Only the lines of the data holding the string "DeployEnv" need to be returned.

########

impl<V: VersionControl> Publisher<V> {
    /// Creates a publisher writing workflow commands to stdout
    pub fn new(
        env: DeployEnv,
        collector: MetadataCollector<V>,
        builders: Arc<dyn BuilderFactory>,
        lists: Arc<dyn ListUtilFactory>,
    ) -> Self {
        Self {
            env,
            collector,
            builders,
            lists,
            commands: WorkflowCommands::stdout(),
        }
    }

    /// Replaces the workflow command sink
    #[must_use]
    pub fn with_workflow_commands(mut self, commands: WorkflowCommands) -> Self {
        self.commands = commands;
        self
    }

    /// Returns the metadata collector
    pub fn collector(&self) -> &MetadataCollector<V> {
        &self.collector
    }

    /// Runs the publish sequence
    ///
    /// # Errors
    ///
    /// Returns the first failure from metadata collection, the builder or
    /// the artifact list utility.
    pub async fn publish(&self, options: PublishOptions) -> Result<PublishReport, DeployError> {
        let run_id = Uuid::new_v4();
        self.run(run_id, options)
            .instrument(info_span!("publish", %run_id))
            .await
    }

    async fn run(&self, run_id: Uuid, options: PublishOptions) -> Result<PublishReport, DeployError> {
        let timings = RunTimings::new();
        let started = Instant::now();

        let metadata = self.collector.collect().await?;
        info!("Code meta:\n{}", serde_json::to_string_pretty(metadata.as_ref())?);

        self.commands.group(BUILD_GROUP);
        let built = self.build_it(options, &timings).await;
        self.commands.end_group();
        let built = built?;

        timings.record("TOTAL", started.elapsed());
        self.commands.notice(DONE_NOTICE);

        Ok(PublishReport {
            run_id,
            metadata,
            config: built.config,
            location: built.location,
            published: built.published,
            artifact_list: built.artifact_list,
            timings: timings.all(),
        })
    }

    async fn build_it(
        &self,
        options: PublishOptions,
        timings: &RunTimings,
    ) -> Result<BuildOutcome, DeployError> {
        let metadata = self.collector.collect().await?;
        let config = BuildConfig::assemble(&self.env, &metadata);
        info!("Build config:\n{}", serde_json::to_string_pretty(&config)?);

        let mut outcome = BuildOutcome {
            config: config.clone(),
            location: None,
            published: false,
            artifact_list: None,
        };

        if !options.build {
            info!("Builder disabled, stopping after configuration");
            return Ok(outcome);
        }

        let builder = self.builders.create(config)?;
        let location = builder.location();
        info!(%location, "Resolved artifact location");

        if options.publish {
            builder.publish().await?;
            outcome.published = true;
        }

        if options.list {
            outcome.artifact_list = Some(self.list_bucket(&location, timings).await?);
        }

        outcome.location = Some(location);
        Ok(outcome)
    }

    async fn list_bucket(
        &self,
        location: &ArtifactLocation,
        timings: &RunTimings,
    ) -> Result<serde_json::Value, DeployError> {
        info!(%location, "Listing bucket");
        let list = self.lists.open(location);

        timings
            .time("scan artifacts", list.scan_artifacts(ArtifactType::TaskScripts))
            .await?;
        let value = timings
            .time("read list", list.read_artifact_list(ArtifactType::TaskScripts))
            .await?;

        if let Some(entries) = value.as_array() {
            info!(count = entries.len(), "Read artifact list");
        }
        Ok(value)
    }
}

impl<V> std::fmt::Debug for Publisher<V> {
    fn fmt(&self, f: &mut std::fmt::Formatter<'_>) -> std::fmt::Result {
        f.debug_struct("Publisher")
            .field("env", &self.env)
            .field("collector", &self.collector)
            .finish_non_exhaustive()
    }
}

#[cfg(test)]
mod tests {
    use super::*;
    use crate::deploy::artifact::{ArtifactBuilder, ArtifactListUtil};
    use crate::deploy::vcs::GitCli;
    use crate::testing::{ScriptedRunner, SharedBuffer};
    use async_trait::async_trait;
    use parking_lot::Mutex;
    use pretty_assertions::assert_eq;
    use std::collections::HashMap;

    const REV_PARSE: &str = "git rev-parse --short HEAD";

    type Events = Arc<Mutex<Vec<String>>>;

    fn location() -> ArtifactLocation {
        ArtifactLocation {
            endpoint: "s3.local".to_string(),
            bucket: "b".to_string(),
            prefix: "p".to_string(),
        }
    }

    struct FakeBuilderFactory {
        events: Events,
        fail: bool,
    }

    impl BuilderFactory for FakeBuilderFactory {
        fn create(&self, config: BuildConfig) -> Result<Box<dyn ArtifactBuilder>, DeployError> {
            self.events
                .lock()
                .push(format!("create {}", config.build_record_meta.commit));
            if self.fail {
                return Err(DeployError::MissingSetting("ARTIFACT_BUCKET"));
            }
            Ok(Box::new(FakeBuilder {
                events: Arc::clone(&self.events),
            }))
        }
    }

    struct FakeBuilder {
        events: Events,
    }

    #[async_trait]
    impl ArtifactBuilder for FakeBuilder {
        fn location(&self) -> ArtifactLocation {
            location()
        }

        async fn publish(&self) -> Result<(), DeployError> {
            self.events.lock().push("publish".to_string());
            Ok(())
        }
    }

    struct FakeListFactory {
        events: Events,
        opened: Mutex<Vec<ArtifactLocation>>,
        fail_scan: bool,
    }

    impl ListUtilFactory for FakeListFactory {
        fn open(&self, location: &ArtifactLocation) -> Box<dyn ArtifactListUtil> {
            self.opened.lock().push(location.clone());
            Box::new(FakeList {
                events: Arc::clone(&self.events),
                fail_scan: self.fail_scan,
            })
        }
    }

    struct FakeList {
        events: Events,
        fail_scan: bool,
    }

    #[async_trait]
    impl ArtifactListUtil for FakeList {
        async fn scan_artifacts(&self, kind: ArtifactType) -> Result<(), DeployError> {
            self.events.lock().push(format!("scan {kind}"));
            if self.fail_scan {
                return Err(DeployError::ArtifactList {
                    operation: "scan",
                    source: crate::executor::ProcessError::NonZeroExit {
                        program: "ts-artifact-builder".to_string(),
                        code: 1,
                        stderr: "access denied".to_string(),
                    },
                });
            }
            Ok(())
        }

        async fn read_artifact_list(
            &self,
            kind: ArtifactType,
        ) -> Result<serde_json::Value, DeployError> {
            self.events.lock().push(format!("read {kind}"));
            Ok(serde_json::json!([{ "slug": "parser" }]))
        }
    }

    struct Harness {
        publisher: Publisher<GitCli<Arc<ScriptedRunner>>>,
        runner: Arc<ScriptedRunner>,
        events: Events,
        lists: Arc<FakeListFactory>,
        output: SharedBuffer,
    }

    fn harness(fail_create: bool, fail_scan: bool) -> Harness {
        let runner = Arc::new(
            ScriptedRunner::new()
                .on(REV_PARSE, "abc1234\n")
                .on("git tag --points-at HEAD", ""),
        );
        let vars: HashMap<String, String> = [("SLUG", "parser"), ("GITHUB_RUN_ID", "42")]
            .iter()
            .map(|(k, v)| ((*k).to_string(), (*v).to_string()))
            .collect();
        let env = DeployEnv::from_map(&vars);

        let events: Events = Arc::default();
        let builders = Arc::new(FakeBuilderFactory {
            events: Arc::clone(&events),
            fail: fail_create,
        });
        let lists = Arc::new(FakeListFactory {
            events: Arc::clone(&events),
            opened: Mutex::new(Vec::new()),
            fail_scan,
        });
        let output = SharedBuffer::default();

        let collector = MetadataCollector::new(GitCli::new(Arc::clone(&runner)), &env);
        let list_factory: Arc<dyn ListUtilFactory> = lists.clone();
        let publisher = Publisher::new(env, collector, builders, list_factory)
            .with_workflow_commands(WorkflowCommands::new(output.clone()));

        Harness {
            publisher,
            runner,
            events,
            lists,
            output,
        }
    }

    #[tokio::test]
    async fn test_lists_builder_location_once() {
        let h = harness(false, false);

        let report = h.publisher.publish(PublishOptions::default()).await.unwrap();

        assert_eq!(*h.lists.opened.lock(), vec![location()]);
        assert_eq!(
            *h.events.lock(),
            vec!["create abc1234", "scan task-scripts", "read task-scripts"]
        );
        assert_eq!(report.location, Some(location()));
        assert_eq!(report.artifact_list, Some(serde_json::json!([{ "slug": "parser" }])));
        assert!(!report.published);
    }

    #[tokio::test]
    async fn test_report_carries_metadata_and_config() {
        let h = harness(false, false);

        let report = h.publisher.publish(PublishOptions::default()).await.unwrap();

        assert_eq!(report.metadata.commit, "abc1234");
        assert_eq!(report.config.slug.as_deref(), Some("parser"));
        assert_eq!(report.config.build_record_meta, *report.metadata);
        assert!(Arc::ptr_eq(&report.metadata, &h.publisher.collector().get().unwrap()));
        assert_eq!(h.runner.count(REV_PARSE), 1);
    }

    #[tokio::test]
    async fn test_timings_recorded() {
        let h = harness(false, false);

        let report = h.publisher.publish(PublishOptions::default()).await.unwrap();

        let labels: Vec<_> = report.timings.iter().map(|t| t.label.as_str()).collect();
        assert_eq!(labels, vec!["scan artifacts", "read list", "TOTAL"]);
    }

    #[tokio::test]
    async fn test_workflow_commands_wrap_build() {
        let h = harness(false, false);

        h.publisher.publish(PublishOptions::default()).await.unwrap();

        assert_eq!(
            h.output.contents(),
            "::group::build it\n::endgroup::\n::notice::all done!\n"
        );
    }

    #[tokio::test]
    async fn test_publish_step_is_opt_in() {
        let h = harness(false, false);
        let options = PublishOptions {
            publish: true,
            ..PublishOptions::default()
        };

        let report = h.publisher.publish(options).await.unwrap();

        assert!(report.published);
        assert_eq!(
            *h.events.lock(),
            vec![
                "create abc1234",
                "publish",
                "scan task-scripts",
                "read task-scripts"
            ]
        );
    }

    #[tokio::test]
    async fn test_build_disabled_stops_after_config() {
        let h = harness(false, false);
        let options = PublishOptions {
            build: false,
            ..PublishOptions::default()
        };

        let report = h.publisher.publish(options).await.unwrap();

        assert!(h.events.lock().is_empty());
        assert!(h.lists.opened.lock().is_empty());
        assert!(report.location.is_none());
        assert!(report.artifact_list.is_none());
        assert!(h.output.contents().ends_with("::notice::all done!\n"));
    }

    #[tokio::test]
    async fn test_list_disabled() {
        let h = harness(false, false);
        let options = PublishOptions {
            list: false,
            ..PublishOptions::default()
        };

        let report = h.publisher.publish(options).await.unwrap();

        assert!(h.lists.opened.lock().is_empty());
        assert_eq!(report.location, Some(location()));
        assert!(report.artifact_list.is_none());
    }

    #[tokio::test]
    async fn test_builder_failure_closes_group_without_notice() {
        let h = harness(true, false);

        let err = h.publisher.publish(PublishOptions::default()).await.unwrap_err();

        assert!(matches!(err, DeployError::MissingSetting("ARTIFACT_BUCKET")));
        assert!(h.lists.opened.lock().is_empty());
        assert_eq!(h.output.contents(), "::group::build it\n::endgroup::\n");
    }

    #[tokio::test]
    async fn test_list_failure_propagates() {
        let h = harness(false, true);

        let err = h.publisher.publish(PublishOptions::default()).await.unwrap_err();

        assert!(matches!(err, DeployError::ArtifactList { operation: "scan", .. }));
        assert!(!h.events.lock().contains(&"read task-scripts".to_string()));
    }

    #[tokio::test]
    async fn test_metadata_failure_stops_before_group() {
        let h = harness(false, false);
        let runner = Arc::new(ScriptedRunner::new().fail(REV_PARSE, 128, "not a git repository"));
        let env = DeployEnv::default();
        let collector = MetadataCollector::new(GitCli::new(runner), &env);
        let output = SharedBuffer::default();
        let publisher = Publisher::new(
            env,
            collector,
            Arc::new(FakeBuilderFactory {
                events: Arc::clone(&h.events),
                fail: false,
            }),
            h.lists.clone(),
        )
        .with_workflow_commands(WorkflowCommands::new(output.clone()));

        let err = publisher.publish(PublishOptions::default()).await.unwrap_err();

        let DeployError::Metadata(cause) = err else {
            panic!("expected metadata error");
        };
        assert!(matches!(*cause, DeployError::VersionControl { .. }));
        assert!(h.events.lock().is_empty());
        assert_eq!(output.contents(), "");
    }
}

########

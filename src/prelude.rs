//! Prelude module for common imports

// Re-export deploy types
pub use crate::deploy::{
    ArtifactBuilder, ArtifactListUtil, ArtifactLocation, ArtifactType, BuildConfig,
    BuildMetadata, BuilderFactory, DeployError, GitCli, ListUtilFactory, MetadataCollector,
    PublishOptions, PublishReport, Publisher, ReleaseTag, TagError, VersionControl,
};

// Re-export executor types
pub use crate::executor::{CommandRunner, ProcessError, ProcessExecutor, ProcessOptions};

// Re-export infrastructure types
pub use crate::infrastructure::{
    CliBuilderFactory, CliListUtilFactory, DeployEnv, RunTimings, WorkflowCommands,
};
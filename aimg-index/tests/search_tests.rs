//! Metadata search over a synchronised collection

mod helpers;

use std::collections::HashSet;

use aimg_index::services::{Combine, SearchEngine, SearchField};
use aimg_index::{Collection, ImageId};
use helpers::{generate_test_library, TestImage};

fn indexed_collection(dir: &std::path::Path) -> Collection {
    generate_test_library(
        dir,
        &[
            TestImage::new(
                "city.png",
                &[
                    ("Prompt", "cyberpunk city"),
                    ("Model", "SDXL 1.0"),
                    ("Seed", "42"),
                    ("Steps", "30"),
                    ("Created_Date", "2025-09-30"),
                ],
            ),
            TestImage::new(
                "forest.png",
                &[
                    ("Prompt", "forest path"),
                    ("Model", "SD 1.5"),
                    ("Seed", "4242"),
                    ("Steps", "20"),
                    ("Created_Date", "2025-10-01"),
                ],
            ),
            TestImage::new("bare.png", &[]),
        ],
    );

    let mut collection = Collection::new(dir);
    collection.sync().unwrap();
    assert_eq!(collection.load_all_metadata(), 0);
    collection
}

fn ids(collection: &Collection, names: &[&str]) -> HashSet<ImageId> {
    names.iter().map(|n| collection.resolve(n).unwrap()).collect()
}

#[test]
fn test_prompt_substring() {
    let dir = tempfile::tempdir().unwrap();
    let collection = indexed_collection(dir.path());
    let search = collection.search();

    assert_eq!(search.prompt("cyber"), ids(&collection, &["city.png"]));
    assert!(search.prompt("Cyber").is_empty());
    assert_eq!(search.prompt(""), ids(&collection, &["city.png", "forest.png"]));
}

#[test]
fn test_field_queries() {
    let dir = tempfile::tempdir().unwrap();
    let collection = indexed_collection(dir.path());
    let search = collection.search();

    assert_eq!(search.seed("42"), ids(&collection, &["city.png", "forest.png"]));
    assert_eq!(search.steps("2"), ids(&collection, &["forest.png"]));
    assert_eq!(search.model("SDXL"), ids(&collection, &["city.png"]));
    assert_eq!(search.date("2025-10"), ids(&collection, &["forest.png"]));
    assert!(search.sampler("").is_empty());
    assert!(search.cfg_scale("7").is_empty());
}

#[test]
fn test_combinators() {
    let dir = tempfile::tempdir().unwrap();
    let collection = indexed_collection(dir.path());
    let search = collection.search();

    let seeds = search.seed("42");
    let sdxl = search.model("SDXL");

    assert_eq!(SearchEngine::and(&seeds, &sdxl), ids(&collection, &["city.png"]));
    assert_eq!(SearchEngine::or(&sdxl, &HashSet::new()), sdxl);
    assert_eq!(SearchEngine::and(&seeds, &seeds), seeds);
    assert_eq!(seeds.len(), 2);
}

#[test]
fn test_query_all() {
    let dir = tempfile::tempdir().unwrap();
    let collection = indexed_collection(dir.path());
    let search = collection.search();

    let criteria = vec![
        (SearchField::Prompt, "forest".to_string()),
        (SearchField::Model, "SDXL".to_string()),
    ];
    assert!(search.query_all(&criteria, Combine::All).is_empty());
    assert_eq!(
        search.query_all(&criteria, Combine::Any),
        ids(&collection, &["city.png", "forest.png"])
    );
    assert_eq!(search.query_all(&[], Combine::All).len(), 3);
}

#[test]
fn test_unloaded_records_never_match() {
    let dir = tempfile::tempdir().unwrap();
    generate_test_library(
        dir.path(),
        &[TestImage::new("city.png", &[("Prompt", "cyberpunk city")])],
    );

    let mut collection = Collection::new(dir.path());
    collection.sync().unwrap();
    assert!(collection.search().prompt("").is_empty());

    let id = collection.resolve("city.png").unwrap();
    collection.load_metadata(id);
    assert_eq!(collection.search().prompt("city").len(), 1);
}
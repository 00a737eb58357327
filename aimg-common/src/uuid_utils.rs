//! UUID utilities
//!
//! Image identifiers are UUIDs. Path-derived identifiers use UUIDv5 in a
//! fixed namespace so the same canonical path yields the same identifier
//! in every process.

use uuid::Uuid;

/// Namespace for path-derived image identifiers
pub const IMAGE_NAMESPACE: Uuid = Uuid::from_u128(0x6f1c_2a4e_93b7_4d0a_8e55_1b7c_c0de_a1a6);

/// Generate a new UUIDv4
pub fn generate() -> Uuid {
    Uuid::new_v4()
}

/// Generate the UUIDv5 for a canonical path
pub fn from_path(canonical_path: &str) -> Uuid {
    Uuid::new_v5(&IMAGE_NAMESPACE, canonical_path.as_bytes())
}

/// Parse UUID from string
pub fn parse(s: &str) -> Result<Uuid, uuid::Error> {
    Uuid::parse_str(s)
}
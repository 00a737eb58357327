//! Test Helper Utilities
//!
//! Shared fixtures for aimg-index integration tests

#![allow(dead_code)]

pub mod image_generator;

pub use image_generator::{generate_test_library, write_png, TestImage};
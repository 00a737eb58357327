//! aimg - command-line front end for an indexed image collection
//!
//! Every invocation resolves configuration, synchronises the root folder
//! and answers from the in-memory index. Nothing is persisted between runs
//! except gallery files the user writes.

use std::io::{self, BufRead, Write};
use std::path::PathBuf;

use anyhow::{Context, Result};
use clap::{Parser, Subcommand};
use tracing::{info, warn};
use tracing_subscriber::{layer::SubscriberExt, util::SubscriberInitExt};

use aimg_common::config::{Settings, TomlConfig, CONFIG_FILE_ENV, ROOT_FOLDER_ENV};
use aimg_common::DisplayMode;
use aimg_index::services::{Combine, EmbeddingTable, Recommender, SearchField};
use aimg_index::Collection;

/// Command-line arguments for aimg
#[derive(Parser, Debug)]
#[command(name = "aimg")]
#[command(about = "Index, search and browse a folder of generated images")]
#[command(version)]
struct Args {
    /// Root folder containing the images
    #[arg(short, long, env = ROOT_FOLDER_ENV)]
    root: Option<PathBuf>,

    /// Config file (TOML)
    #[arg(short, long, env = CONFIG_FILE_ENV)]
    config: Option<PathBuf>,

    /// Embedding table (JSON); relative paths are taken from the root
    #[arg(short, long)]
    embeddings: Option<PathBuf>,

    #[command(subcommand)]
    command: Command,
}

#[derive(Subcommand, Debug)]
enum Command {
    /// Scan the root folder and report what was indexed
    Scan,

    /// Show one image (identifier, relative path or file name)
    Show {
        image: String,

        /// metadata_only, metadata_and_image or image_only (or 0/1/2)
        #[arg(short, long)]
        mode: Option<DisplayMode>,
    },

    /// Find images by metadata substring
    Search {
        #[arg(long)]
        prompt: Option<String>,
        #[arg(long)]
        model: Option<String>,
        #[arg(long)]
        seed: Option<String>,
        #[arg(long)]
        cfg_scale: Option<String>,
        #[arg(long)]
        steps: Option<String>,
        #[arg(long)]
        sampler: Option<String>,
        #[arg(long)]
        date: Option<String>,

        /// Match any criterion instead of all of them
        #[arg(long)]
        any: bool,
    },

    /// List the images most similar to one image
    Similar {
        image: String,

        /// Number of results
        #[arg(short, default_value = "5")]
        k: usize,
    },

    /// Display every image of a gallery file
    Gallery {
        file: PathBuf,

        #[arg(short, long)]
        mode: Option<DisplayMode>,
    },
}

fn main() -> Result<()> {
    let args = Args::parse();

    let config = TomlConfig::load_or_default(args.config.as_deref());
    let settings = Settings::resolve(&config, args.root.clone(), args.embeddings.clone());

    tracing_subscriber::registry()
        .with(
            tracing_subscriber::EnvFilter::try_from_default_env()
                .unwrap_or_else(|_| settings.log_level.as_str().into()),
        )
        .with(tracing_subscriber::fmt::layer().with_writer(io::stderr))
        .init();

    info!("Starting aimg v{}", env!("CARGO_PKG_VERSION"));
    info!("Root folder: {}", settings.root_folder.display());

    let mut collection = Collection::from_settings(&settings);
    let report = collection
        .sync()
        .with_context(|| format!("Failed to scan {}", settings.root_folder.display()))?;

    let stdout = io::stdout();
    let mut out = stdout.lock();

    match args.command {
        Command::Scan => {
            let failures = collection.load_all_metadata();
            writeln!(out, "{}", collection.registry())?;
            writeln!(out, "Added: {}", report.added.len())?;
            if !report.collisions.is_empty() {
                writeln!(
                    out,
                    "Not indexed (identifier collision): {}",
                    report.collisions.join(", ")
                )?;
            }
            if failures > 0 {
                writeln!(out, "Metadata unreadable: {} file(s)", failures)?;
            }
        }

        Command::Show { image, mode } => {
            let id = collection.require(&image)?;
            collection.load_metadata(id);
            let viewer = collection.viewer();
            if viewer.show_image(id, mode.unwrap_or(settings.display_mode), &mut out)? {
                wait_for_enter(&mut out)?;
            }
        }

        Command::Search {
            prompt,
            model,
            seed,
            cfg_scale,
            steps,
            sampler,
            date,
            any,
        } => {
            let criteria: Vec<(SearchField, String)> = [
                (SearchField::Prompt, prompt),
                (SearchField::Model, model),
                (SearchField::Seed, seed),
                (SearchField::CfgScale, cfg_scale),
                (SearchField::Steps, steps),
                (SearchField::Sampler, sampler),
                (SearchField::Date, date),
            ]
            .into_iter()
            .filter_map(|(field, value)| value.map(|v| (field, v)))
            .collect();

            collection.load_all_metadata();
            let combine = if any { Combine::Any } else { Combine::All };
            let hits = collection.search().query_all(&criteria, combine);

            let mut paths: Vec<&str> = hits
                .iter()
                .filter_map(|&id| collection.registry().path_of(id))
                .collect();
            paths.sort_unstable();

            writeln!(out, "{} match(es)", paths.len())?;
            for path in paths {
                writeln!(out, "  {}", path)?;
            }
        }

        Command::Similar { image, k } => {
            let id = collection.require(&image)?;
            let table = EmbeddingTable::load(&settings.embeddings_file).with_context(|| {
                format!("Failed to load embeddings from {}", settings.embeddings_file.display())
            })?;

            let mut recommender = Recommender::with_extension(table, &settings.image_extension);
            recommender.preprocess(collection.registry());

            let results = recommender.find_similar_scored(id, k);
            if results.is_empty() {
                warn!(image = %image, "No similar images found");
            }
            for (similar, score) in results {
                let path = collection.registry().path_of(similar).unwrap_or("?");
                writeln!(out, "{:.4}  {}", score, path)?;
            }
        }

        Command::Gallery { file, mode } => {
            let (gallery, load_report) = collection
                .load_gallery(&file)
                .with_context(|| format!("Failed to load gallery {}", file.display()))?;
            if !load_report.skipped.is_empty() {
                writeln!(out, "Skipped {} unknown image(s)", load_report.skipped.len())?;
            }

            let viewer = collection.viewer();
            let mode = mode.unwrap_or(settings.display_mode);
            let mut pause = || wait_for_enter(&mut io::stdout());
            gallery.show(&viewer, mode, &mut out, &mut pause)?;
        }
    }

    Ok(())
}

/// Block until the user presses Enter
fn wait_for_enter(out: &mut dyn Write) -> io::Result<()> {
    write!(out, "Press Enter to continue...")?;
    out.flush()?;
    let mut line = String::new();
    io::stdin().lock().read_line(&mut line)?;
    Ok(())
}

########

**Your response**
        env: DeployEnv,
        let env = DeployEnv::from_map(&vars);
        let env = DeployEnv::default();
    CliBuilderFactory, CliListUtilFactory, DeployEnv, RunTimings, WorkflowCommands,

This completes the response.